→ EXERCISE PROMPT
Every line in the entries that holds "const" should be identified and copied.

→ THE RECORDS
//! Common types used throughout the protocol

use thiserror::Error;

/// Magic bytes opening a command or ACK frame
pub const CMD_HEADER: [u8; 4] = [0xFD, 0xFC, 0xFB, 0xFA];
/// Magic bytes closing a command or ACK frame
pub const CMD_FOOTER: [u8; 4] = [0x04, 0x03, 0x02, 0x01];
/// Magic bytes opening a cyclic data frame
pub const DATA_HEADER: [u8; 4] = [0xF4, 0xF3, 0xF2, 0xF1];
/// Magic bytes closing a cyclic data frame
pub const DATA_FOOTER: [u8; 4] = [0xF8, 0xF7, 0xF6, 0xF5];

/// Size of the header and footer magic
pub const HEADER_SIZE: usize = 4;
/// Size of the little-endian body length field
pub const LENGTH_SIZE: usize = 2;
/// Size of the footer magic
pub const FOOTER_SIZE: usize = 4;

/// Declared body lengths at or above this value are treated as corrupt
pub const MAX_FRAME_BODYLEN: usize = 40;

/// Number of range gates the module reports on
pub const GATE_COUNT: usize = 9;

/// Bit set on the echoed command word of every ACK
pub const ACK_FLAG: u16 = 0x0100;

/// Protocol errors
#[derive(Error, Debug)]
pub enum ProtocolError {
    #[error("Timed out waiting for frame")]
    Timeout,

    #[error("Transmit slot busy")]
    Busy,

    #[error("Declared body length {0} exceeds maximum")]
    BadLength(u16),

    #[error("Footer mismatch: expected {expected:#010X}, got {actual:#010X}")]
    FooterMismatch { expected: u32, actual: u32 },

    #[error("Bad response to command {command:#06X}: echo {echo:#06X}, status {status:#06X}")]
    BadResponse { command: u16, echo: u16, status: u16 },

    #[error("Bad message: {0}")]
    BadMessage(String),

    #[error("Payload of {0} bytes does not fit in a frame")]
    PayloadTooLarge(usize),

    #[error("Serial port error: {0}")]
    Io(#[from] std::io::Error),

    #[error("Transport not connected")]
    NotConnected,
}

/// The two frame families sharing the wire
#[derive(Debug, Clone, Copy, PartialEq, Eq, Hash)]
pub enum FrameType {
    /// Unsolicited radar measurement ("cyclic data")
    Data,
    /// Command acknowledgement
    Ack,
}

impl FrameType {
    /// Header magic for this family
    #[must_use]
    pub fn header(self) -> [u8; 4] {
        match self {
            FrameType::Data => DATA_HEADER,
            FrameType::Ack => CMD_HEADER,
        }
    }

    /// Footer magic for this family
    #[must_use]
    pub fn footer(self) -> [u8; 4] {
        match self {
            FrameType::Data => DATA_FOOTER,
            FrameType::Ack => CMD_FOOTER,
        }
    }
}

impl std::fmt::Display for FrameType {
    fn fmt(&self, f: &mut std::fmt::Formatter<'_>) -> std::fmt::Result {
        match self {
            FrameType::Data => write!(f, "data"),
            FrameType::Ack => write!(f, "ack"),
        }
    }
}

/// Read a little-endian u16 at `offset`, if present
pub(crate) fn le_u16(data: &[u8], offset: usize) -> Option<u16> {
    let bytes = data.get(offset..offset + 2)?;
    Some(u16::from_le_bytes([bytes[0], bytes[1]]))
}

* * *

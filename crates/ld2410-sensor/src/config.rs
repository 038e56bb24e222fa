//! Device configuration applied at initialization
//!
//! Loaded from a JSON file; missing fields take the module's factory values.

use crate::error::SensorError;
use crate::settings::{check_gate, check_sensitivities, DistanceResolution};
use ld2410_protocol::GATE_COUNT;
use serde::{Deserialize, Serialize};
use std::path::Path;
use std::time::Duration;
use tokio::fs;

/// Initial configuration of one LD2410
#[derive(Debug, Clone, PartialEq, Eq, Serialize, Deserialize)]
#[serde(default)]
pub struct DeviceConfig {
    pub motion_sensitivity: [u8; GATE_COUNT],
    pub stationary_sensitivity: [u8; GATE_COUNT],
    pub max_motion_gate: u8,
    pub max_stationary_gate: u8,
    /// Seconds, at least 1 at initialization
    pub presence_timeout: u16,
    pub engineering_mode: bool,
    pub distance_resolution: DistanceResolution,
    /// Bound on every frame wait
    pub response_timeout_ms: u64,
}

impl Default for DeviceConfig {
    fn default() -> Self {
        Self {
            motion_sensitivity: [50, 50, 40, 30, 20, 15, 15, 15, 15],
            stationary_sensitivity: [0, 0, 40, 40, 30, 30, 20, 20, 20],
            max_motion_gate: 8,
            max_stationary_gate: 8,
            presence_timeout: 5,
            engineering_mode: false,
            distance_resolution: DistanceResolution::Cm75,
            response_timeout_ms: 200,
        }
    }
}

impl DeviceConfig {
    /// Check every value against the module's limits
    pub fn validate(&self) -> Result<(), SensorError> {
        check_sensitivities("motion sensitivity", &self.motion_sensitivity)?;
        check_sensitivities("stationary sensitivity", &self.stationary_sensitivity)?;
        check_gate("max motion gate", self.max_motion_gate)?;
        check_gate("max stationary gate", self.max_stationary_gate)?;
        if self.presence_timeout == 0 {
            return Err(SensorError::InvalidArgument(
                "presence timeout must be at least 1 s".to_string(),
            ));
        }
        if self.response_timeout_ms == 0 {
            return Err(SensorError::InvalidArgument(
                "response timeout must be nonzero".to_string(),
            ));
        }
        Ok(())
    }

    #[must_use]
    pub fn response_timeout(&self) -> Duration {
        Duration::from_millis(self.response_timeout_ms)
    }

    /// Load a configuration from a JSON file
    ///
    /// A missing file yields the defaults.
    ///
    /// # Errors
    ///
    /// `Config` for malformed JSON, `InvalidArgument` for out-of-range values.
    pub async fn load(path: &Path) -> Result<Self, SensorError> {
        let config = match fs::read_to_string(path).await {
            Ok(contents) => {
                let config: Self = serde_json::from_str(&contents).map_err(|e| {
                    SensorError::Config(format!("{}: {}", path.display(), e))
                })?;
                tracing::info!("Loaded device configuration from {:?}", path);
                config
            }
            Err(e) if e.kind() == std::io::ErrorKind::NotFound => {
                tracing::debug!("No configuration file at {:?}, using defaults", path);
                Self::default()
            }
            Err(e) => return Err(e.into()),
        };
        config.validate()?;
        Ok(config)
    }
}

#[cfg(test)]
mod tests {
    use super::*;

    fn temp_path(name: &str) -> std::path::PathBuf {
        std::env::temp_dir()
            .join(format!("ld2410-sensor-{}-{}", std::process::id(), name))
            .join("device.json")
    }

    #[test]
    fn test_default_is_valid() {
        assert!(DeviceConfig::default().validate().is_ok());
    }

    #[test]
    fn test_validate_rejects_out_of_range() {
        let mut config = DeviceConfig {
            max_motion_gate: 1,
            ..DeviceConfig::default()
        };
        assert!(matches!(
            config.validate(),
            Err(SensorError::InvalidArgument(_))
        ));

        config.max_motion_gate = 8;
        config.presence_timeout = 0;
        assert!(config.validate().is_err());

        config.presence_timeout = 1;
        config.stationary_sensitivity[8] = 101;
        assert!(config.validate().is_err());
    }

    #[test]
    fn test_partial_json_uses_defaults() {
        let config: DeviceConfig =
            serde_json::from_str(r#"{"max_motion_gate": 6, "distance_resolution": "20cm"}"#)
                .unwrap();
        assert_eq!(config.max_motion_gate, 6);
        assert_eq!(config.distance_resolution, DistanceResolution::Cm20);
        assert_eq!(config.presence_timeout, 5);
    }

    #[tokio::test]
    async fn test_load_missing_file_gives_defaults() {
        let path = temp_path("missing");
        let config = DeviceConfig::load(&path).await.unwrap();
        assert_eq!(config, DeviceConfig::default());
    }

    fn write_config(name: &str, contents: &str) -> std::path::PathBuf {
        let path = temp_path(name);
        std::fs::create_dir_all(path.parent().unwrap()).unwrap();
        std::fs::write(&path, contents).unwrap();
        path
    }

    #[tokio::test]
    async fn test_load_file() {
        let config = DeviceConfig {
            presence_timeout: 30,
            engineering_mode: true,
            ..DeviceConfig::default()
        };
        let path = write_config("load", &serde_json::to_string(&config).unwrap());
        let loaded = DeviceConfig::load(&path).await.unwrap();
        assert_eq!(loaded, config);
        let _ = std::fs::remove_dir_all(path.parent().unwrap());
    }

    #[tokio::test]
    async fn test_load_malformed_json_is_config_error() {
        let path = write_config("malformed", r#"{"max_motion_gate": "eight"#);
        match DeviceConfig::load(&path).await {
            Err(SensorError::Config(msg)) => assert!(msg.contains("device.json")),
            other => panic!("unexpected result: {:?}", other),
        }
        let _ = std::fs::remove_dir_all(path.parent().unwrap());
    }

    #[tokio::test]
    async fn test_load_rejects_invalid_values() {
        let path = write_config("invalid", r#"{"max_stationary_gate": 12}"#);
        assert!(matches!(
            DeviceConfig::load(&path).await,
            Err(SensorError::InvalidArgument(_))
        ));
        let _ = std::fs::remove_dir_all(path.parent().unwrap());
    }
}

...

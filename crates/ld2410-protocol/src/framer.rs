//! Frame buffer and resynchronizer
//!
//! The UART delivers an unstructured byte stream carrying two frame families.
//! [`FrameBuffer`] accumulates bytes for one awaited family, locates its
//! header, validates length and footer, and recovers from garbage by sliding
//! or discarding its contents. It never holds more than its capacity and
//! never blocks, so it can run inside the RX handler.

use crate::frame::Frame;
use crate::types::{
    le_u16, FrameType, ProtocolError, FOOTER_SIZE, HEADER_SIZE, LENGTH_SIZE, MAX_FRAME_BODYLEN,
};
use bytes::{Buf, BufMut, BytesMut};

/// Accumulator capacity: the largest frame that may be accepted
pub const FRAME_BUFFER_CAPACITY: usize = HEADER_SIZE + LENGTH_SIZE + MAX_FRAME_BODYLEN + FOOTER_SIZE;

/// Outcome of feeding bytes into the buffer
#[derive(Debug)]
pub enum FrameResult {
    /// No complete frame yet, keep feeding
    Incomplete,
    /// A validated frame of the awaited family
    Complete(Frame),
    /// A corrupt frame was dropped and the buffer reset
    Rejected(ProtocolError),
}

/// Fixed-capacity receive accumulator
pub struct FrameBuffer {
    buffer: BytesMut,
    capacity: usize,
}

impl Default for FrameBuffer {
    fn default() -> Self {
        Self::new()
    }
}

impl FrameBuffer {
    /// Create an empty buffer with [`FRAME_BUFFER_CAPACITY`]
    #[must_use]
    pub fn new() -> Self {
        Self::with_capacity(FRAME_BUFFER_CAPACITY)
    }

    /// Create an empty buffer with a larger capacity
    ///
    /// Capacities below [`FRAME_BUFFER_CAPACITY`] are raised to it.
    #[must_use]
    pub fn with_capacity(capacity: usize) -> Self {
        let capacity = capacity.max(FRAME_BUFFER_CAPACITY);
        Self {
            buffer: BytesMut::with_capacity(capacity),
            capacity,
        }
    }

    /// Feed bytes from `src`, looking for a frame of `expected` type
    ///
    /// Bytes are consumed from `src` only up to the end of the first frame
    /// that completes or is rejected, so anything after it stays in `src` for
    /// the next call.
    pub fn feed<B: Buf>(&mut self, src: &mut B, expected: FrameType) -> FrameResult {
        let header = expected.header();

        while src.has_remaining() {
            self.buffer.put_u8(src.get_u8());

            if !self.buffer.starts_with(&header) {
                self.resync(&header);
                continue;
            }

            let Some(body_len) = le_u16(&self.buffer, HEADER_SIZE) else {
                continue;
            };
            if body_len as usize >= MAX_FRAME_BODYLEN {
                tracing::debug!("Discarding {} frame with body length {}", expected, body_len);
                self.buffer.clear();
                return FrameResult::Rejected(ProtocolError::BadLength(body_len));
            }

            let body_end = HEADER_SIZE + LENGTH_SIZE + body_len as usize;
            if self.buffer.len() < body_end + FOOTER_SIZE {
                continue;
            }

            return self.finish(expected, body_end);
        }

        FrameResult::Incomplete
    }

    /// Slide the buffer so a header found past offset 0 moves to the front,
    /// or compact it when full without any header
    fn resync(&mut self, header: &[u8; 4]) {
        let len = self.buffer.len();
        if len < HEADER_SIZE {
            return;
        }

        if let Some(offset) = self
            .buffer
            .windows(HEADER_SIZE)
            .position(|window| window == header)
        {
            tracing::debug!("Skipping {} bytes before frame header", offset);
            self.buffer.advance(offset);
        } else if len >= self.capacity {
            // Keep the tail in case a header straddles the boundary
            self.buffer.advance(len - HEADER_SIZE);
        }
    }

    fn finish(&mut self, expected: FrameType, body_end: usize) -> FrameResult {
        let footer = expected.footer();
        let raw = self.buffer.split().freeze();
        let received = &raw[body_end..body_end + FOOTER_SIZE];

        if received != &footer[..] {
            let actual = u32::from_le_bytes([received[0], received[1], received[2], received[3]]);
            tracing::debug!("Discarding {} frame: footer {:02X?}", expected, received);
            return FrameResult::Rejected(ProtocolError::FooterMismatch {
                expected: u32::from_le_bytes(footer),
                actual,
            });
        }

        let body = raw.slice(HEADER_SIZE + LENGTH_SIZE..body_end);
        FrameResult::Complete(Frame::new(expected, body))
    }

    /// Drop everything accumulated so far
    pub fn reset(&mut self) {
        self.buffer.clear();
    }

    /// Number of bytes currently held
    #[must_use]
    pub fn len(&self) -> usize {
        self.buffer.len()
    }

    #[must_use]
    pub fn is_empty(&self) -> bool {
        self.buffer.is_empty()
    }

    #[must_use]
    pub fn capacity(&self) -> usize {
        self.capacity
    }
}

→ RESULT BELOW
pub const CMD_HEADER: [u8; 4] = [0xFD, 0xFC, 0xFB, 0xFA];
pub const CMD_FOOTER: [u8; 4] = [0x04, 0x03, 0x02, 0x01];
pub const DATA_HEADER: [u8; 4] = [0xF4, 0xF3, 0xF2, 0xF1];
pub const DATA_FOOTER: [u8; 4] = [0xF8, 0xF7, 0xF6, 0xF5];
pub const HEADER_SIZE: usize = 4;
pub const LENGTH_SIZE: usize = 2;
pub const FOOTER_SIZE: usize = 4;
pub const MAX_FRAME_BODYLEN: usize = 40;
pub const GATE_COUNT: usize = 9;
pub const ACK_FLAG: u16 = 0x0100;
pub const FRAME_BUFFER_CAPACITY: usize = HEADER_SIZE + LENGTH_SIZE + MAX_FRAME_BODYLEN + FOOTER_SIZE;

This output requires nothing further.